» **Goal of the exercise**: Lines with the word "SearchResponse" in them are the ones to copy from the records.

» **Data for the task**:

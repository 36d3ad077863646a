use async_trait::async_trait;
use base64::Engine;
use parking_lot::Mutex;
use serde::Deserialize;
use std::time::{Duration, Instant};
use tracing::{debug, info, warn};
use url::Url;

use super::{CatalogItem, SecondaryCatalog, SecondaryLookup};
use crate::error::ResolutionError;

const ACCOUNTS_URL: &str = "https://accounts.spotify.com/api/token";
const API_URL: &str = "https://api.spotify.com/v1";

/// Tope absoluto de entradas al expandir una playlist o un álbum; el límite
/// configurado nunca lo supera.
pub const MAX_COLLECTION_ITEMS: usize = 50;

/// Cliente de la Web API de Spotify (flujo client-credentials).
///
/// Solo se construye cuando hay credenciales configuradas; la ausencia de
/// credenciales la maneja el resolver como `CatalogUnavailable`.
pub struct SpotifyClient {
    http: reqwest::Client,
    client_id: String,
    client_secret: String,
    collection_cap: usize,
    token: Mutex<Option<CachedToken>>,
}

struct CachedToken {
    value: String,
    expires_at: Instant,
}

#[derive(Debug, Deserialize)]
struct TokenResponse {
    access_token: String,
    expires_in: u64,
}

#[derive(Debug, Deserialize)]
struct SearchResponse {
    tracks: SearchTracks,
}

#[derive(Debug, Deserialize)]
struct SearchTracks {
    items: Vec<ApiTrack>,
}

#[derive(Debug, Deserialize)]
struct ApiTrack {
    name: String,
    duration_ms: u64,
    artists: Vec<ApiArtist>,
    album: Option<ApiAlbum>,
    external_urls: ExternalUrls,
}

#[derive(Debug, Deserialize)]
struct ApiArtist {
    name: String,
}

#[derive(Debug, Deserialize)]
struct ApiAlbum {
    name: String,
    #[serde(default)]
    images: Vec<ApiImage>,
}

#[derive(Debug, Deserialize)]
struct ApiImage {
    url: String,
}

#[derive(Debug, Deserialize)]
struct ExternalUrls {
    spotify: Option<String>,
}

#[derive(Debug, Deserialize)]
struct PlaylistMeta {
    name: String,
}

#[derive(Debug, Deserialize)]
struct PlaylistTracks {
    items: Vec<PlaylistEntry>,
}

#[derive(Debug, Deserialize)]
struct PlaylistEntry {
    track: Option<ApiTrack>,
}

#[derive(Debug, Deserialize)]
struct AlbumResponse {
    name: String,
    #[serde(default)]
    images: Vec<ApiImage>,
    tracks: AlbumTracks,
}

#[derive(Debug, Deserialize)]
struct AlbumTracks {
    items: Vec<AlbumTrack>,
}

#[derive(Debug, Deserialize)]
struct AlbumTrack {
    name: String,
    duration_ms: u64,
    artists: Vec<ApiArtist>,
    external_urls: ExternalUrls,
}

impl SpotifyClient {
    /// `max_collection` limita las expansiones de playlist/álbum; se acota
    /// al tope absoluto [`MAX_COLLECTION_ITEMS`].
    pub fn new(client_id: String, client_secret: String, max_collection: usize) -> Self {
        Self {
            http: reqwest::Client::new(),
            client_id,
            client_secret,
            collection_cap: max_collection.min(MAX_COLLECTION_ITEMS),
            token: Mutex::new(None),
        }
    }

    /// Verifica si la URL apunta a Spotify.
    pub fn is_spotify_url(url: &str) -> bool {
        url.contains("open.spotify.com") || url.contains("spotify.com")
    }

    /// Extrae el id de recurso de una URL tipo `.../{kind}/{id}?...`.
    fn resource_id(raw: &str, kind: &str) -> Option<String> {
        let parsed = Url::parse(raw).ok()?;
        let mut segments = parsed.path_segments()?;

        while let Some(segment) = segments.next() {
            if segment == kind {
                return segments
                    .next()
                    .filter(|id| !id.is_empty())
                    .map(str::to_string);
            }
        }

        None
    }

    async fn token(&self) -> Result<String, ResolutionError> {
        if let Some(cached) = self.token.lock().as_ref() {
            if cached.expires_at > Instant::now() {
                return Ok(cached.value.clone());
            }
        }

        let auth = base64::engine::general_purpose::STANDARD
            .encode(format!("{}:{}", self.client_id, self.client_secret));

        let response = self
            .http
            .post(ACCOUNTS_URL)
            .header("Authorization", format!("Basic {}", auth))
            .form(&[("grant_type", "client_credentials")])
            .send()
            .await
            .map_err(|e| {
                warn!("❌ No se pudo contactar a Spotify: {}", e);
                ResolutionError::NotFound
            })?;

        if !response.status().is_success() {
            warn!("❌ Spotify rechazó las credenciales: {}", response.status());
            return Err(ResolutionError::CatalogUnavailable);
        }

        let token: TokenResponse = response.json().await.map_err(|e| {
            warn!("❌ Respuesta de token inválida: {}", e);
            ResolutionError::NotFound
        })?;

        let value = token.access_token.clone();
        // Renovar un poco antes del vencimiento real
        let expires_at = Instant::now() + Duration::from_secs(token.expires_in.saturating_sub(30));
        *self.token.lock() = Some(CachedToken {
            value: token.access_token,
            expires_at,
        });

        debug!("🔑 Token de Spotify renovado");
        Ok(value)
    }

    async fn get_json<T: serde::de::DeserializeOwned>(
        &self,
        path: &str,
    ) -> Result<T, ResolutionError> {
        let token = self.token().await?;

        let response = self
            .http
            .get(format!("{}{}", API_URL, path))
            .bearer_auth(token)
            .send()
            .await
            .map_err(|e| {
                warn!("❌ Error de red con Spotify: {}", e);
                ResolutionError::NotFound
            })?;

        if !response.status().is_success() {
            debug!("Spotify devolvió {} para {}", response.status(), path);
            return Err(ResolutionError::NotFound);
        }

        response.json().await.map_err(|e| {
            warn!("❌ Respuesta de Spotify no parseable: {}", e);
            ResolutionError::NotFound
        })
    }

    fn track_to_item(track: ApiTrack, track_id_url: Option<String>) -> CatalogItem {
        let artist = track
            .artists
            .first()
            .map(|a| a.name.clone())
            .unwrap_or_else(|| "Desconocido".to_string());
        let (album, thumbnail) = match track.album {
            Some(album) => (
                Some(album.name),
                album.images.first().map(|i| i.url.clone()),
            ),
            None => (None, None),
        };

        CatalogItem {
            title: track.name,
            artist,
            album,
            duration_secs: track.duration_ms / 1000,
            item_url: track
                .external_urls
                .spotify
                .or(track_id_url)
                .unwrap_or_default(),
            thumbnail,
        }
    }

    async fn lookup_track(&self, id: &str) -> Result<CatalogItem, ResolutionError> {
        let track: ApiTrack = self.get_json(&format!("/tracks/{}", id)).await?;
        Ok(Self::track_to_item(track, None))
    }

    async fn lookup_playlist(&self, id: &str) -> Result<SecondaryLookup, ResolutionError> {
        let meta: PlaylistMeta = self
            .get_json(&format!("/playlists/{}?fields=name", id))
            .await?;
        let tracks: PlaylistTracks = self
            .get_json(&format!(
                "/playlists/{}/tracks?limit={}",
                id, self.collection_cap
            ))
            .await?;

        let items: Vec<CatalogItem> = tracks
            .items
            .into_iter()
            .filter_map(|entry| entry.track)
            .take(self.collection_cap)
            .map(|t| Self::track_to_item(t, None))
            .collect();

        if items.is_empty() {
            return Err(ResolutionError::NotFound);
        }

        info!("📋 Playlist \"{}\": {} tracks", meta.name, items.len());
        Ok(SecondaryLookup::Collection {
            name: meta.name,
            items,
        })
    }

    async fn lookup_album(&self, id: &str) -> Result<SecondaryLookup, ResolutionError> {
        let album: AlbumResponse = self.get_json(&format!("/albums/{}", id)).await?;

        let album_name = album.name.clone();
        let thumbnail = album.images.first().map(|i| i.url.clone());

        let items: Vec<CatalogItem> = album
            .tracks
            .items
            .into_iter()
            .take(self.collection_cap)
            .map(|t| CatalogItem {
                artist: t
                    .artists
                    .first()
                    .map(|a| a.name.clone())
                    .unwrap_or_else(|| "Desconocido".to_string()),
                title: t.name,
                album: Some(album_name.clone()),
                duration_secs: t.duration_ms / 1000,
                item_url: t.external_urls.spotify.unwrap_or_default(),
                thumbnail: thumbnail.clone(),
            })
            .collect();

        if items.is_empty() {
            return Err(ResolutionError::NotFound);
        }

        info!("💿 Álbum \"{}\": {} tracks", album_name, items.len());
        Ok(SecondaryLookup::Collection {
            name: album_name,
            items,
        })
    }

    async fn search_track(&self, query: &str) -> Result<CatalogItem, ResolutionError> {
        let path = format!(
            "/search?q={}&type=track&limit=1",
            urlencoding::encode(query)
        );
        let results: SearchResponse = self.get_json(&path).await?;

        results
            .tracks
            .items
            .into_iter()
            .next()
            .map(|t| Self::track_to_item(t, None))
            .ok_or(ResolutionError::NotFound)
    }
}

#[async_trait]
impl SecondaryCatalog for SpotifyClient {
    async fn search_or_resolve(&self, query: &str) -> Result<SecondaryLookup, ResolutionError> {
        if Self::is_spotify_url(query) {
            if let Some(id) = Self::resource_id(query, "track") {
                return Ok(SecondaryLookup::Single(self.lookup_track(&id).await?));
            }
            if let Some(id) = Self::resource_id(query, "playlist") {
                return self.lookup_playlist(&id).await;
            }
            if let Some(id) = Self::resource_id(query, "album") {
                return self.lookup_album(&id).await;
            }
            return Err(ResolutionError::NotFound);
        }

        info!("🔍 Buscando en Spotify: {}", query);
        Ok(SecondaryLookup::Single(self.search_track(query).await?))
    }
}
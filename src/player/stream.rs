use async_trait::async_trait;
use parking_lot::Mutex;
use songbird::{
    input::{HttpRequest, Input, YoutubeDl},
    tracks::TrackHandle,
    Call, Event, EventContext, EventHandler as VoiceEventHandler, TrackEvent,
};
use std::sync::Arc;
use tracing::debug;

use crate::error::StreamError;
use crate::sources::{SpotifyClient, YouTubeClient};

/// Aviso de fin de stream: se dispara exactamente una vez, sea fin natural,
/// stop explícito o error de reproducción.
pub type EndNotify = Box<dyn FnOnce() + Send + 'static>;

/// Colaborador de streaming: abre una URL y entrega un handle de control.
#[async_trait]
pub trait StreamBackend: Send + Sync {
    async fn open(
        &self,
        url: &str,
        gain: f32,
        on_end: EndNotify,
    ) -> Result<Box<dyn StreamHandle>, StreamError>;
}

/// Control de un stream activo.
pub trait StreamHandle: Send + Sync {
    fn pause(&self) -> Result<(), StreamError>;
    fn resume(&self) -> Result<(), StreamError>;
    fn stop(&self) -> Result<(), StreamError>;
    fn set_gain(&self, gain: f32) -> Result<(), StreamError>;
}

/// Backend de producción sobre songbird.
pub struct SongbirdBackend {
    call: Arc<tokio::sync::Mutex<Call>>,
    http: reqwest::Client,
}

impl SongbirdBackend {
    pub fn new(call: Arc<tokio::sync::Mutex<Call>>) -> Self {
        Self {
            call,
            http: reqwest::Client::new(),
        }
    }

    /// Las URLs de página (YouTube, Spotify) pasan por yt-dlp; el resto se
    /// trata como stream HTTP directo.
    fn build_input(&self, url: &str) -> Input {
        if YouTubeClient::is_youtube_url(url) || SpotifyClient::is_spotify_url(url) {
            Input::from(YoutubeDl::new(self.http.clone(), url.to_string()))
        } else {
            Input::from(HttpRequest::new(self.http.clone(), url.to_string()))
        }
    }
}

#[async_trait]
impl StreamBackend for SongbirdBackend {
    async fn open(
        &self,
        url: &str,
        gain: f32,
        on_end: EndNotify,
    ) -> Result<Box<dyn StreamHandle>, StreamError> {
        let input = self.build_input(url);

        let mut call = self.call.lock().await;
        let handle = call.play_input(input);

        handle
            .set_volume(gain)
            .map_err(|e| StreamError::new(format!("no se pudo fijar el volumen: {}", e)))?;

        // End cubre el fin natural y el stop; Error cubre fallos del driver.
        // Ambos comparten el aviso para que dispare una sola vez.
        let notify = Arc::new(Mutex::new(Some(on_end)));
        handle
            .add_event(
                Event::Track(TrackEvent::End),
                EndEventHandler {
                    notify: notify.clone(),
                },
            )
            .map_err(|e| StreamError::new(format!("no se pudo registrar el evento End: {}", e)))?;
        handle
            .add_event(Event::Track(TrackEvent::Error), EndEventHandler { notify })
            .map_err(|e| {
                StreamError::new(format!("no se pudo registrar el evento Error: {}", e))
            })?;

        debug!("🎵 Stream abierto: {}", url);
        Ok(Box::new(SongbirdHandle { handle }))
    }
}

struct SongbirdHandle {
    handle: TrackHandle,
}

impl StreamHandle for SongbirdHandle {
    fn pause(&self) -> Result<(), StreamError> {
        self.handle
            .pause()
            .map_err(|e| StreamError::new(e.to_string()))
    }

    fn resume(&self) -> Result<(), StreamError> {
        self.handle
            .play()
            .map_err(|e| StreamError::new(e.to_string()))
    }

    fn stop(&self) -> Result<(), StreamError> {
        self.handle
            .stop()
            .map_err(|e| StreamError::new(e.to_string()))
    }

    fn set_gain(&self, gain: f32) -> Result<(), StreamError> {
        self.handle
            .set_volume(gain)
            .map_err(|e| StreamError::new(e.to_string()))
    }
}

struct EndEventHandler {
    notify: Arc<Mutex<Option<EndNotify>>>,
}

#[async_trait]
impl VoiceEventHandler for EndEventHandler {
    async fn act(&self, _ctx: &EventContext<'_>) -> Option<Event> {
        if let Some(notify) = self.notify.lock().take() {
            debug!("Stream terminado, notificando a la sesión");
            notify();
        }
        None
    }
}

» **Problem solution**:
struct SearchResponse {
        let results: SearchResponse = self.get_json(&path).await?;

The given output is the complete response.